<<<<
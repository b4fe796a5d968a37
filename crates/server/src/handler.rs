//! MCP server handler implementation.
//!
//! This module defines the main server handler that
//! routes tool calls to the appropriate implementations.
use std::time::Duration;

use crate::tools::cache::{
    CacheDeleteParams, CacheGetParams, CacheInvalidateParams, CachePurgeParams, CacheSetParams, delete_impl,
    get_impl, invalidate_impl, purge_impl, set_impl,
};

use qcache_core::{AppConfig, StoreQueryCache, TtlStore};
use rmcp::{
    ErrorData as McpError, ServerHandler,
    handler::server::{
        tool::{ToolCallContext, ToolRouter},
        wrapper::Parameters,
    },
    model::{
        CallToolRequestParam, CallToolResult, Implementation, ListToolsResult, PaginatedRequestParam, ProtocolVersion,
        ServerCapabilities, ServerInfo,
    },
    service::{RequestContext, RoleServer},
    tool, tool_router,
};

/// The main MCP server handler for qcache.
#[derive(Clone)]
pub struct McpCacheServer {
    store: TtlStore,
    query_cache: StoreQueryCache,
    default_ttl: Duration,
    purge_batch_size: usize,
    tool_router: ToolRouter<Self>,
}

/// Tool router implementation using the #[tool_router] macro.
#[tool_router]
impl McpCacheServer {
    /// Create a new server handler over an opened store.
    pub fn new(config: &AppConfig, store: TtlStore) -> Self {
        let query_cache = StoreQueryCache::new(store.clone(), config.query_cache());
        Self {
            store,
            query_cache,
            default_ttl: config.default_ttl(),
            purge_batch_size: config.purge_batch_size,
            tool_router: Self::tool_router(),
        }
    }

    #[tool(description = "Read a live cache entry by key. Returns the JSON value or hex-encoded bytes.")]
    async fn cache_get(&self, params: Parameters<CacheGetParams>) -> Result<CallToolResult, McpError> {
        get_impl(&self.store, params.0).await
    }

    #[tool(description = "Store a JSON value or hex-encoded bytes under a key with a time to live.")]
    async fn cache_set(&self, params: Parameters<CacheSetParams>) -> Result<CallToolResult, McpError> {
        set_impl(&self.store, self.default_ttl, params.0).await
    }

    #[tool(description = "Delete a cache entry by key. Deleting a missing key succeeds.")]
    async fn cache_delete(&self, params: Parameters<CacheDeleteParams>) -> Result<CallToolResult, McpError> {
        delete_impl(&self.store, params.0).await
    }

    #[tool(description = "Delete one bounded batch of expired cache entries. Returns the number deleted.")]
    async fn cache_purge(&self, params: Parameters<CachePurgeParams>) -> Result<CallToolResult, McpError> {
        purge_impl(&self.store, self.purge_batch_size, params.0).await
    }

    #[tool(description = "Drop every auto-invalidated query cache entry, as after a database write.")]
    async fn cache_invalidate(&self, params: Parameters<CacheInvalidateParams>) -> Result<CallToolResult, McpError> {
        invalidate_impl(&self.query_cache, params.0).await
    }
}

impl ServerHandler for McpCacheServer {
    fn get_info(&self) -> ServerInfo {
        ServerInfo {
            server_info: Implementation {
                name: "qcache".into(),
                version: env!("CARGO_PKG_VERSION").into(),
                ..Default::default()
            },
            protocol_version: ProtocolVersion::LATEST,
            capabilities: ServerCapabilities::builder().enable_tools().build(),
            ..Default::default()
        }
    }

    async fn list_tools(
        &self, _request: Option<PaginatedRequestParam>, _context: RequestContext<RoleServer>,
    ) -> Result<ListToolsResult, rmcp::model::ErrorData> {
        Ok(ListToolsResult { meta: None, tools: self.tool_router.list_all(), next_cursor: None })
    }

    async fn call_tool(
        &self, request: CallToolRequestParam, context: RequestContext<RoleServer>,
    ) -> Result<CallToolResult, rmcp::model::ErrorData> {
        self.tool_router
            .call(ToolCallContext::new(self, request, context))
            .await
    }
}

#[cfg(test)]
mod tests {
    use super::*;

    #[tokio::test]
    async fn test_lists_cache_tools() {
        let store = TtlStore::open_in_memory().await.unwrap();
        let server = McpCacheServer::new(&AppConfig::default(), store);

        let names: Vec<String> = server.tool_router.list_all().into_iter().map(|t| t.name.to_string()).collect();
        for expected in ["cache_get", "cache_set", "cache_delete", "cache_purge", "cache_invalidate"] {
            assert!(names.iter().any(|n| n == expected), "missing tool {expected}");
        }
    }

    #[tokio::test]
    async fn test_server_info() {
        let store = TtlStore::open_in_memory().await.unwrap();
        let server = McpCacheServer::new(&AppConfig::default(), store);
        assert_eq!(server.get_info().server_info.name, "qcache");
    }
}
>>>>
§ Exercise aim
If a line above holds the string "CacheInvalidateParams", copy it out.

§ Written solution
    CacheDeleteParams, CacheGetParams, CacheInvalidateParams, CachePurgeParams, CacheSetParams, delete_impl,
    async fn cache_invalidate(&self, params: Parameters<CacheInvalidateParams>) -> Result<CallToolResult, McpError> {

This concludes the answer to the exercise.